Let $\map \phi n$ be the Euler $\phi$ function of $n$.
That is, let $\map \phi n$ be the count of strictly positive integers less than or equal to $n$ which are prime to $n$.
Then:
- $\map \phi n = \ds \prod_{\substack {p \mathop \divides n \\ p \mathop > 2} } \paren {p - 1}$
where $p \divides n$ denotes the primes which divide $n$.
Proof 1
We have that the Euler Phi Function is Multiplicative.

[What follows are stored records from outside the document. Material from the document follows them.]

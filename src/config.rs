use std::{env, net::SocketAddr, str::FromStr};
use thiserror::Error;

#[derive(Error, Debug)]
pub enum ConfigError {
    #[error("Missing environment variable: {0}")]
    MissingVar(String),
    #[error("Invalid environment variable format for {0}: {1}")]
    InvalidVar(String, String),
    #[error(transparent)]
    DotEnvError(#[from] dotenvy::Error),
}

#[derive(Clone, Debug)] // Clone needed if passed around, Debug for logging
pub struct Config {
    pub bind_address: SocketAddr,
    /// Base endpoint of the third-party captioning pipeline.
    pub pipeline_base_url: String,
    /// Base endpoint of the identity service (user lookup, code exchange, logout).
    pub auth_base_url: String,
    /// Public API key sent alongside every identity request.
    pub auth_api_key: String,
    /// Where the auth callback sends the browser after a successful exchange.
    pub post_auth_redirect: String,
    // Store region as string for simplicity here, aws_clients can convert
    pub aws_region: String,
    // Optional endpoint for LocalStack
    pub localstack_endpoint: Option<String>,
}

impl Config {
    /// Loads configuration from environment variables.
    pub fn load() -> Result<Self, ConfigError> {
        // Load .env file if present (ignores errors, relies on env vars otherwise)
        dotenvy::dotenv().ok();

        let bind_address_str = env::var("BIND_ADDRESS").unwrap_or_else(|_| "0.0.0.0:3000".to_string());
        let bind_address = SocketAddr::from_str(&bind_address_str)
            .map_err(|e| ConfigError::InvalidVar("BIND_ADDRESS".into(), e.to_string()))?;

        let pipeline_base_url = env::var("PIPELINE_BASE_URL")
            .unwrap_or_else(|_| "https://api.almostcrackd.ai".to_string());

        let auth_base_url = env::var("AUTH_BASE_URL")
            .map_err(|_| ConfigError::MissingVar("AUTH_BASE_URL".into()))?;

        let auth_api_key = env::var("AUTH_API_KEY")
            .map_err(|_| ConfigError::MissingVar("AUTH_API_KEY".into()))?;

        let post_auth_redirect =
            env::var("POST_AUTH_REDIRECT").unwrap_or_else(|_| "/".to_string());

        let aws_region = env::var("AWS_DEFAULT_REGION")
            .unwrap_or_else(|_| "ca-central-1".to_string());

        // Allow overriding endpoint for localstack/testing
        let localstack_endpoint = env::var("AWS_ENDPOINT_URL").ok(); // Optional

        Ok(Config {
            bind_address,
            pipeline_base_url,
            auth_base_url,
            auth_api_key,
            post_auth_redirect,
            aws_region,
            localstack_endpoint,
        })
    }
}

Let the prime decomposition of $n$ be:
- $\ds n = \prod_{1 \mathop \le i \mathop \le r} p_i = p_1 p_2 \cdots p_r$
From the definition of prime number, each of the prime factors of $n$ is coprime to all other divisors of $n$.
From Euler Phi Function of Prime, we have:
- $\map \phi {p_i} = \paren {p_i - 1}$
Thus:
- $\map \phi n = \ds \prod_{1 \mathop \le i \mathop \le r} \paren {p_i - 1}$
or:
- $\map \phi n = \ds \prod_{p \mathop \divides n} \paren {p - 1}$
where $p$ ranges over all prime numbers
When $p = 2$ we have that:
- $p - 1 = 1$
and so:
- $\ds \prod_{p \mathop \divides n} \paren {p - 1} = \prod_{\substack {p \mathop \divides n \\ p \mathop > 2} } \paren {p - 1}$
Hence the result.
$\blacksquare$
Proof 2
From Euler Phi Function of Integer:
- $\ds \map \phi n = n \prod_{p \mathop \divides n} \paren {1 - \frac 1 p}$
As $n$ is square-free:
- $\ds n = \prod_{p \mathop \divides n} p$
Hence:
- $\ds \map \phi n = \prod_{p \mathop \divides n} p \paren {1 - \frac 1 p}$
and so:
- $\ds \map \phi n = \prod_{p \mathop \divides n} \paren {p - 1}$
When $p = 2$ we have that:
- $p - 1 = 1$
and so:
- $\ds \prod_{p \mathop \divides n} \paren {p - 1} = \prod_{\substack {p \mathop \divides n \\ p \mathop > 2} } \paren {p - 1}$
Hence the result.
$\blacksquare$
Examples
Euler Phi Function of $6$
- $\map \phi 6 = 2$
Euler Phi Function of $30$
- $\map \phi {30} = 8$
Euler Phi Function of $42$
- $\map \phi {42} = 12$
Euler Phi Function of $78$
- $\map \phi {78} = 24$
Euler Phi Function of $182$
- $\map \phi {182} = 72$
Euler Phi Function of $190$
- $\map \phi {190} = 72$
Euler Phi Function of $222$
- $\map \phi {222} = 72$
Euler Phi Function of $1798$
- $\map \phi {1798} = 840$
Euler Phi Function of $5002$
- $\map \phi {5002} = 2400$
Euler Phi Function of $9374$
- $\map \phi {9374} = 4536$